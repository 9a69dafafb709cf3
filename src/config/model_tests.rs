use super::*;

#[test]
fn check_defaults() {
    let check = CheckConfig::default();
    assert_eq!(check.target_directory, std::path::PathBuf::from("target/classes"));
    assert_eq!(check.violating_class_output_limit, 42);
    assert!(check.restrict_class_format.is_none());
    assert!(!check.check_nullable);
    assert!(!check.hide_banner);
}

#[test]
fn jar_defaults() {
    let jar = JarConfig::default();
    assert_eq!(jar.limit_output_errors, 65_534);
    assert_eq!(jar.limit_illegal_class_version_errors, 52);
    assert!(jar.archive.is_none());
    assert!(jar.manifest_has.is_empty());
}

#[test]
fn empty_document_gives_defaults() {
    let config: Config = toml::from_str("").unwrap();
    assert_eq!(config, Config::default());
}

#[test]
fn partial_sections_keep_other_defaults() {
    let config: Config = toml::from_str(
        r#"
[jar]
manifest_has = ["Main-Class"]
limit_illegal_class_version_errors = 3
"#,
    )
    .unwrap();
    assert_eq!(config.jar.manifest_has, vec!["Main-Class"]);
    assert_eq!(config.jar.limit_illegal_class_version_errors, 3);
    assert_eq!(config.jar.limit_output_errors, DEFAULT_OUTPUT_ERROR_LIMIT);
    assert_eq!(config.check, CheckConfig::default());
}
impl CodeSpec {
    #[must_use]
    pub fn new() -> Self {
        Self::default()
    }

    /// Start a new source line at the current bytecode offset.
    #[must_use]
    pub fn line(mut self, line: u16) -> Self {
        self.lines.push((self.pc, line));
        self
    }

    #[must_use]
    pub fn op(self, opcode: u8) -> Self {
        self.push(Op::Raw(opcode))
    }

    #[must_use]
    pub fn invoke_virtual(self, owner: &str, name: &str, descriptor: &str) -> Self {
        self.invoke(INVOKEVIRTUAL, owner, name, descriptor)
    }

    #[must_use]
    pub fn invoke_special(self, owner: &str, name: &str, descriptor: &str) -> Self {
        self.invoke(INVOKESPECIAL, owner, name, descriptor)
    }

    #[must_use]
    pub fn invoke_static(self, owner: &str, name: &str, descriptor: &str) -> Self {
        self.invoke(INVOKESTATIC, owner, name, descriptor)
    }

    #[must_use]
    pub fn invoke_interface(self, owner: &str, name: &str, descriptor: &str) -> Self {
        self.invoke(INVOKEINTERFACE, owner, name, descriptor)
    }

    #[must_use]
    pub fn local(mut self, name: &str, descriptor: &str, slot: u16) -> Self {
        self.locals
            .push((name.to_string(), descriptor.to_string(), slot));
        self
    }

    fn invoke(self, opcode: u8, owner: &str, name: &str, descriptor: &str) -> Self {
        self.push(Op::Invoke {
            opcode,
            owner: owner.to_string(),
            name: name.to_string(),
            descriptor: descriptor.to_string(),
        })
    }

    fn push(mut self, op: Op) -> Self {
        self.pc += op.size();
        self.ops.push(op);
        self
    }

    fn write(&self, out: &mut Vec<u8>, pool: &mut Pool) {
        let mut bytecode = Vec::new();
        for op in &self.ops {
            match op {
                Op::Raw(opcode) => bytecode.push(*opcode),
                Op::Invoke {
                    opcode,
                    owner,
                    name,
                    descriptor,
                } => {
                    let interface = *opcode == INVOKEINTERFACE;
                    bytecode.push(*opcode);
                    put_u16(
                        &mut bytecode,
                        pool.method_ref(owner, name, descriptor, interface),
                    );
                    if interface {
                        bytecode.extend_from_slice(&[1, 0]);
                    }
                }
            }
        }

        let mut body = Vec::new();
        put_u16(&mut body, 8);
        put_u16(&mut body, 8);
        put_u32(&mut body, u32::try_from(bytecode.len()).unwrap());
        body.extend_from_slice(&bytecode);
        put_u16(&mut body, 0);

        let mut attributes = Vec::new();
        let mut attribute_count = 0u16;
        if !self.lines.is_empty() {
            let mut table = Vec::new();
            put_len(&mut table, self.lines.len());
            for (pc, line) in &self.lines {
                put_u16(&mut table, *pc);
                put_u16(&mut table, *line);
            }
            put_attribute(&mut attributes, pool, "LineNumberTable", &table);
            attribute_count += 1;
        }
        if !self.locals.is_empty() {
            let mut table = Vec::new();
            put_len(&mut table, self.locals.len());
            for (name, descriptor, slot) in &self.locals {
                put_u16(&mut table, 0);
                put_u16(&mut table, self.pc);
                put_u16(&mut table, pool.utf8(name));
                put_u16(&mut table, pool.utf8(descriptor));
                put_u16(&mut table, *slot);
            }
            put_attribute(&mut attributes, pool, "LocalVariableTable", &table);
            attribute_count += 1;
        }
        put_u16(&mut body, attribute_count);
        body.extend_from_slice(&attributes);

        put_attribute(out, pool, "Code", &body);
    }
}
• • • • • • •
What you are asked to do
An exact copy of all the entries is the required answer.

Reply to the exercise
repository 9a69dafafb709cf3
filename src/config/model_tests.rs
use super::*;

#[test]
fn check_defaults() {
    let check = CheckConfig::default();
    assert_eq!(check.target_directory, std::path::PathBuf::from("target/classes"));
    assert_eq!(check.violating_class_output_limit, 42);
    assert!(check.restrict_class_format.is_none());
    assert!(!check.check_nullable);
    assert!(!check.hide_banner);
}

#[test]
fn jar_defaults() {
    let jar = JarConfig::default();
    assert_eq!(jar.limit_output_errors, 65_534);
    assert_eq!(jar.limit_illegal_class_version_errors, 52);
    assert!(jar.archive.is_none());
    assert!(jar.manifest_has.is_empty());
}

#[test]
fn empty_document_gives_defaults() {
    let config: Config = toml::from_str("").unwrap();
    assert_eq!(config, Config::default());
}

#[test]
fn partial_sections_keep_other_defaults() {
    let config: Config = toml::from_str(
        r#"
[jar]
manifest_has = ["Main-Class"]
limit_illegal_class_version_errors = 3
"#,
    )
    .unwrap();
    assert_eq!(config.jar.manifest_has, vec!["Main-Class"]);
    assert_eq!(config.jar.limit_illegal_class_version_errors, 3);
    assert_eq!(config.jar.limit_output_errors, DEFAULT_OUTPUT_ERROR_LIMIT);
    assert_eq!(config.check, CheckConfig::default());
}
impl CodeSpec {
    #[must_use]
    pub fn new() -> Self {
        Self::default()
    }

    /// Start a new source line at the current bytecode offset.
    #[must_use]
    pub fn line(mut self, line: u16) -> Self {
        self.lines.push((self.pc, line));
        self
    }

    #[must_use]
    pub fn op(self, opcode: u8) -> Self {
        self.push(Op::Raw(opcode))
    }

    #[must_use]
    pub fn invoke_virtual(self, owner: &str, name: &str, descriptor: &str) -> Self {
        self.invoke(INVOKEVIRTUAL, owner, name, descriptor)
    }

    #[must_use]
    pub fn invoke_special(self, owner: &str, name: &str, descriptor: &str) -> Self {
        self.invoke(INVOKESPECIAL, owner, name, descriptor)
    }

    #[must_use]
    pub fn invoke_static(self, owner: &str, name: &str, descriptor: &str) -> Self {
        self.invoke(INVOKESTATIC, owner, name, descriptor)
    }

    #[must_use]
    pub fn invoke_interface(self, owner: &str, name: &str, descriptor: &str) -> Self {
        self.invoke(INVOKEINTERFACE, owner, name, descriptor)
    }

    #[must_use]
    pub fn local(mut self, name: &str, descriptor: &str, slot: u16) -> Self {
        self.locals
            .push((name.to_string(), descriptor.to_string(), slot));
        self
    }

    fn invoke(self, opcode: u8, owner: &str, name: &str, descriptor: &str) -> Self {
        self.push(Op::Invoke {
            opcode,
            owner: owner.to_string(),
            name: name.to_string(),
            descriptor: descriptor.to_string(),
        })
    }

    fn push(mut self, op: Op) -> Self {
        self.pc += op.size();
        self.ops.push(op);
        self
    }

    fn write(&self, out: &mut Vec<u8>, pool: &mut Pool) {
        let mut bytecode = Vec::new();
        for op in &self.ops {
            match op {
                Op::Raw(opcode) => bytecode.push(*opcode),
                Op::Invoke {
                    opcode,
                    owner,
                    name,
                    descriptor,
                } => {
                    let interface = *opcode == INVOKEINTERFACE;
                    bytecode.push(*opcode);
                    put_u16(
                        &mut bytecode,
                        pool.method_ref(owner, name, descriptor, interface),
                    );
                    if interface {
                        bytecode.extend_from_slice(&[1, 0]);
                    }
                }
            }
        }

        let mut body = Vec::new();
        put_u16(&mut body, 8);
        put_u16(&mut body, 8);
        put_u32(&mut body, u32::try_from(bytecode.len()).unwrap());
        body.extend_from_slice(&bytecode);
        put_u16(&mut body, 0);

        let mut attributes = Vec::new();
        let mut attribute_count = 0u16;
        if !self.lines.is_empty() {
            let mut table = Vec::new();
            put_len(&mut table, self.lines.len());
            for (pc, line) in &self.lines {
                put_u16(&mut table, *pc);
                put_u16(&mut table, *line);
            }
            put_attribute(&mut attributes, pool, "LineNumberTable", &table);
            attribute_count += 1;
        }
        if !self.locals.is_empty() {
            let mut table = Vec::new();
            put_len(&mut table, self.locals.len());
            for (name, descriptor, slot) in &self.locals {
                put_u16(&mut table, 0);
                put_u16(&mut table, self.pc);
                put_u16(&mut table, pool.utf8(name));
                put_u16(&mut table, pool.utf8(descriptor));
                put_u16(&mut table, *slot);
            }
            put_attribute(&mut attributes, pool, "LocalVariableTable", &table);
            attribute_count += 1;
        }
        put_u16(&mut body, attribute_count);
        body.extend_from_slice(&attributes);

        put_attribute(out, pool, "Code", &body);
    }
}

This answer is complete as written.